• _Exercise brief_
The answer must consist of every line below containing "header".

• _Supplied records_
● ● ● ●

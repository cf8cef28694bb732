//! Data models and structures
//!
//! Defines prompt records, provider request inputs and the runtime
//! configuration loaded from the environment.

use crate::{Error, Result};
use base64::Engine as _;
use chrono::{DateTime, Utc};
use serde::{Deserialize, Serialize};
use std::path::{Path, PathBuf};
use std::time::Duration;
use uuid::Uuid;

/// One generated wallpaper prompt.
#[derive(Debug, Clone, Serialize, Deserialize, PartialEq)]
#[serde(rename_all = "camelCase")]
pub struct PromptRecord {
    pub id: Uuid,
    pub text: String,
    #[serde(default)]
    pub is_favorite: bool,
    #[serde(default = "Utc::now")]
    pub created_at: DateTime<Utc>,
}

impl PromptRecord {
    pub fn new(text: String) -> Self {
        Self {
            id: Uuid::new_v4(),
            text,
            is_favorite: false,
            created_at: Utc::now(),
        }
    }
}

/// Prompts produced by a single generation call, in provider order.
pub type GenerationBatch = Vec<PromptRecord>;

/// Which input the user is generating from.
#[derive(Debug, Clone, Copy, PartialEq, Eq, Default)]
pub enum Mode {
    #[default]
    Category,
    Image,
}

/// Input for the category-based provider.
#[derive(Debug, Clone)]
pub struct CategoryRequest {
    pub category: String,
    pub visual_style: String,
    pub oled: bool,
}

/// Base64-encoded image plus its media type, ready for an inline-data part.
#[derive(Debug, Clone, PartialEq)]
pub struct ImageInput {
    pub data: String,
    pub mime_type: String,
}

impl ImageInput {
    pub fn from_bytes(bytes: &[u8]) -> Self {
        Self {
            data: base64::engine::general_purpose::STANDARD.encode(bytes),
            mime_type: crate::ai::mime::detect_image_mime(bytes).to_string(),
        }
    }

    pub fn from_path(path: &Path) -> Result<Self> {
        let bytes = std::fs::read(path)?;
        if bytes.is_empty() {
            return Err(Error::Config(format!(
                "Image file is empty: {}",
                path.display()
            )));
        }
        Ok(Self::from_bytes(&bytes))
    }

    /// Parse a `data:<mime>;base64,<payload>` URL.
    pub fn from_data_url(url: &str) -> Result<Self> {
        let invalid = || Error::Config("Invalid image data URL".to_string());

        let rest = url.strip_prefix("data:").ok_or_else(invalid)?;
        let (meta, payload) = rest.split_once(',').ok_or_else(invalid)?;
        let mime_type = meta.strip_suffix(";base64").ok_or_else(invalid)?;

        if mime_type.is_empty() || payload.is_empty() {
            return Err(invalid());
        }

        Ok(Self {
            data: payload.to_string(),
            mime_type: mime_type.to_string(),
        })
    }
}

// Configuration
pub const DEFAULT_GEMINI_MODEL: &str = "gemini-2.5-flash-preview-04-17";
pub const DEFAULT_OPENROUTER_MODEL: &str = "google/gemini-flash-1.5";
const DEFAULT_TIMEOUT_SECS: u64 = 60;

#[derive(Debug, Clone)]
pub struct Config {
    /// Overrides the stored Gemini key when set.
    pub gemini_api_key: Option<String>,
    /// Overrides the stored OpenRouter key when set.
    pub openrouter_api_key: Option<String>,
    pub gemini_model: String,
    pub openrouter_model: String,
    pub request_timeout: Duration,
    pub state_path: PathBuf,
}

impl Config {
    pub fn from_env() -> Result<Self> {
        dotenvy::dotenv().ok();

        let request_timeout = match std::env::var("REQUEST_TIMEOUT_SECS") {
            Ok(raw) => Duration::from_secs(raw.parse().map_err(|_| {
                Error::Config(format!("REQUEST_TIMEOUT_SECS is not a number: {}", raw))
            })?),
            Err(_) => Duration::from_secs(DEFAULT_TIMEOUT_SECS),
        };

        let state_path = match std::env::var("WALLPAPER_PROMPTS_STATE") {
            Ok(path) => PathBuf::from(path),
            Err(_) => Self::default_state_path()?,
        };

        Ok(Self {
            gemini_api_key: non_blank_var("GEMINI_API_KEY"),
            openrouter_api_key: non_blank_var("OPENROUTER_API_KEY"),
            gemini_model: std::env::var("GEMINI_MODEL")
                .unwrap_or_else(|_| DEFAULT_GEMINI_MODEL.to_string()),
            openrouter_model: std::env::var("OPENROUTER_MODEL")
                .unwrap_or_else(|_| DEFAULT_OPENROUTER_MODEL.to_string()),
            request_timeout,
            state_path,
        })
    }

    fn default_state_path() -> Result<PathBuf> {
        dirs::data_dir()
            .map(|dir| dir.join("wallpaper-prompts").join("state.json"))
            .ok_or_else(|| {
                Error::Config(
                    "Could not determine a data directory; set WALLPAPER_PROMPTS_STATE"
                        .to_string(),
                )
            })
    }
}

fn non_blank_var(name: &str) -> Option<String> {
    std::env::var(name)
        .ok()
        .map(|v| v.trim().to_string())
        .filter(|v| !v.is_empty())
}
use super::client::GeminiHttpClient;
use super::types::{
    Content, GenerateContentRequest, GenerateContentResponse, GenerationConfig, InlineData, Part,
};
use crate::ai::{require_api_key, ImagePromptService};
use crate::models::ImageInput;
use crate::normalize::parse_prompt_list;
use crate::{prompts, Error, Result};
use async_trait::async_trait;
use std::time::Duration;

const PROVIDER: &str = "Gemini";

/// Generates wallpaper prompts from an uploaded image.
pub struct GeminiVisionClient {
    http: GeminiHttpClient,
}

impl GeminiVisionClient {
    pub fn new(api_key: String, model: String, timeout: Duration) -> Self {
        Self::new_with_client(api_key, model, timeout, reqwest::Client::new())
    }

    pub fn new_with_client(
        api_key: String,
        model: String,
        timeout: Duration,
        client: reqwest::Client,
    ) -> Self {
        Self {
            http: GeminiHttpClient::new_with_client(api_key, model, timeout, client),
        }
    }

    pub fn with_base_url(mut self, base_url: String) -> Self {
        self.http = self.http.with_base_url(base_url);
        self
    }

    fn build_request(image: &ImageInput) -> GenerateContentRequest {
        GenerateContentRequest {
            contents: vec![Content {
                role: None,
                parts: vec![
                    Part::InlineData {
                        inline_data: InlineData {
                            mime_type: image.mime_type.clone(),
                            data: image.data.clone(),
                        },
                    },
                    Part::Text {
                        text: prompts::IMAGE_INSTRUCTION.trim().to_string(),
                    },
                ],
            }],
            generation_config: GenerationConfig {
                response_mime_type: "application/json".to_string(),
                temperature: 0.8,
                top_p: 0.95,
            },
        }
    }

    fn provider_failure(detail: impl std::fmt::Display) -> Error {
        Error::AiProvider(format!(
            "Failed to generate prompts. Please check your Gemini API key and network connection. ({})",
            detail
        ))
    }
}

#[async_trait]
impl ImagePromptService for GeminiVisionClient {
    async fn generate_from_image(&self, image: &ImageInput) -> Result<Vec<String>> {
        require_api_key(&self.http.api_key, PROVIDER)?;

        tracing::debug!(
            "Requesting prompts for {} image ({} base64 chars) from Gemini model {}",
            image.mime_type,
            image.data.len(),
            self.http.model()
        );

        let request = Self::build_request(image);
        let response: GenerateContentResponse = self
            .http
            .generate_content(&request)
            .await
            .map_err(|e| match e {
                Error::Http(e) => Self::provider_failure(e),
                Error::AiProvider(detail) => Self::provider_failure(detail),
                other => other,
            })?;

        let text = response
            .text()
            .ok_or_else(|| Self::provider_failure("no text in Gemini response"))?;

        let prompts = parse_prompt_list(&text)?;
        tracing::info!("Gemini returned {} prompts", prompts.len());
        Ok(prompts)
    }
}

#[cfg(test)]
mod tests {
    use super::*;
    use pretty_assertions::assert_eq;
    use wiremock::matchers::{body_partial_json, header, method, path, path_regex};
    use wiremock::{Mock, MockServer, ResponseTemplate};

    const DEFAULT_MODEL: &str = "gemini-2.5-flash-preview-04-17";

    fn make_client(server: &MockServer, api_key: &str, model: &str) -> GeminiVisionClient {
        GeminiVisionClient::new(
            api_key.to_string(),
            model.to_string(),
            Duration::from_secs(5),
        )
        .with_base_url(server.uri())
    }

    fn sample_image() -> ImageInput {
        ImageInput {
            data: "iVBORw0KGgo=".to_string(),
            mime_type: "image/png".to_string(),
        }
    }

    fn text_response(text: &str) -> ResponseTemplate {
        ResponseTemplate::new(200).set_body_json(serde_json::json!({
            "candidates": [{
                "content": { "role": "model", "parts": [{ "text": text }] }
            }]
        }))
    }

    #[tokio::test]
    async fn test_generate_from_image_sends_inline_data_and_config() {
        let server = MockServer::start().await;

        Mock::given(method("POST"))
            .and(path(format!("/v1beta/models/{}:generateContent", DEFAULT_MODEL)))
            .and(header("x-goog-api-key", "test-key"))
            .and(body_partial_json(serde_json::json!({
                "contents": [{
                    "parts": [
                        { "inlineData": { "mimeType": "image/png", "data": "iVBORw0KGgo=" } },
                        { "text": prompts::IMAGE_INSTRUCTION.trim() }
                    ]
                }],
                "generationConfig": {
                    "responseMimeType": "application/json",
                    "temperature": 0.8,
                    "topP": 0.95
                }
            })))
            .respond_with(text_response(r#"["a", "b", "c", "d", "e"]"#))
            .expect(1)
            .mount(&server)
            .await;

        let client = make_client(&server, "test-key", DEFAULT_MODEL);
        let prompts = client.generate_from_image(&sample_image()).await.unwrap();
        assert_eq!(prompts, vec!["a", "b", "c", "d", "e"]);
    }

    #[tokio::test]
    async fn test_generate_from_image_accepts_fenced_text() {
        let server = MockServer::start().await;

        Mock::given(method("POST"))
            .and(path_regex(r"/v1beta/models/.+:generateContent"))
            .respond_with(text_response("```json\n[\"misty fjord\"]\n```"))
            .mount(&server)
            .await;

        let client = make_client(&server, "test-key", DEFAULT_MODEL);
        let prompts = client.generate_from_image(&sample_image()).await.unwrap();
        assert_eq!(prompts, vec!["misty fjord"]);
    }

    #[tokio::test]
    async fn test_missing_key_makes_no_request() {
        let server = MockServer::start().await;

        Mock::given(method("POST"))
            .respond_with(text_response("[]"))
            .expect(0)
            .mount(&server)
            .await;

        let client = make_client(&server, "", DEFAULT_MODEL);
        let err = client.generate_from_image(&sample_image()).await.unwrap_err();
        assert!(matches!(err, Error::MissingCredential(_)));
    }

    #[tokio::test]
    async fn test_api_error_suggests_checking_key() {
        let server = MockServer::start().await;

        Mock::given(method("POST"))
            .and(path_regex(r"/v1beta/models/.+:generateContent"))
            .respond_with(ResponseTemplate::new(403).set_body_string("forbidden"))
            .mount(&server)
            .await;

        let client = make_client(&server, "bad-key", DEFAULT_MODEL);
        let err = client.generate_from_image(&sample_image()).await.unwrap_err();
        assert!(matches!(err, Error::AiProvider(_)));
        assert!(err.to_string().contains("check your Gemini API key"));
    }

    #[tokio::test]
    async fn test_empty_candidates_is_provider_error() {
        let server = MockServer::start().await;

        Mock::given(method("POST"))
            .and(path_regex(r"/v1beta/models/.+:generateContent"))
            .respond_with(
                ResponseTemplate::new(200).set_body_json(serde_json::json!({ "candidates": [] })),
            )
            .mount(&server)
            .await;

        let client = make_client(&server, "test-key", DEFAULT_MODEL);
        let err = client.generate_from_image(&sample_image()).await.unwrap_err();
        assert!(matches!(err, Error::AiProvider(_)));
    }

    #[tokio::test]
    async fn test_format_error_propagates_unchanged() {
        let server = MockServer::start().await;

        Mock::given(method("POST"))
            .and(path_regex(r"/v1beta/models/.+:generateContent"))
            .respond_with(text_response("[1, 2, 3]"))
            .mount(&server)
            .await;

        let client = make_client(&server, "test-key", DEFAULT_MODEL);
        let err = client.generate_from_image(&sample_image()).await.unwrap_err();
        assert!(matches!(err, Error::Format(_)));
    }

    #[tokio::test]
    async fn test_strips_models_prefix_from_model_id() {
        let server = MockServer::start().await;

        Mock::given(method("POST"))
            .and(path("/v1beta/models/gemini-custom:generateContent"))
            .respond_with(text_response(r#"["x"]"#))
            .expect(1)
            .mount(&server)
            .await;

        let client = make_client(&server, "test-key", "models/gemini-custom");
        client.generate_from_image(&sample_image()).await.unwrap();
    }
}
//! Selection lists offered for category-based generation.

pub const CATEGORIES: &[&str] = &[
    "Landscapes",
    "Cityscapes",
    "Space & Cosmos",
    "Abstract",
    "Animals",
    "Fantasy Worlds",
    "Sci-Fi Futures",
    "Nature's Details",
    "Underwater Realms",
    "Architecture",
    "Vehicles",
    "Minimalist",
    "Dreamlike & Surreal",
    "Gothic & Dark",
    "Mythology",
    "Vaporwave & Retro",
    "Food & Drink",
    "Steampunk",
    "Crystalline & Gemstones",
    "Biomechanical",
];

pub const VISUAL_STYLES: &[&str] = &[
    "Anime",
    "Photorealistic",
    "3D Render",
    "Impressionistic",
    "Minimalist",
    "Cyberpunk",
    "Vintage",
    "Surreal",
];

pub fn default_category() -> &'static str {
    CATEGORIES[0]
}

pub fn default_visual_style() -> &'static str {
    VISUAL_STYLES[0]
}

/// Canonical spelling of a known entry, matched case-insensitively. Unknown
/// labels are passed through untouched; providers accept free text.
pub fn canonical<'a>(options: &[&'static str], label: &'a str) -> &'a str {
    let trimmed = label.trim();
    options
        .iter()
        .copied()
        .find(|o| o.eq_ignore_ascii_case(trimmed))
        .unwrap_or(trimmed)
}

● ● ● ●

• _Final answer_
    use wiremock::matchers::{body_partial_json, header, method, path, path_regex};
            .and(header("x-goog-api-key", "test-key"))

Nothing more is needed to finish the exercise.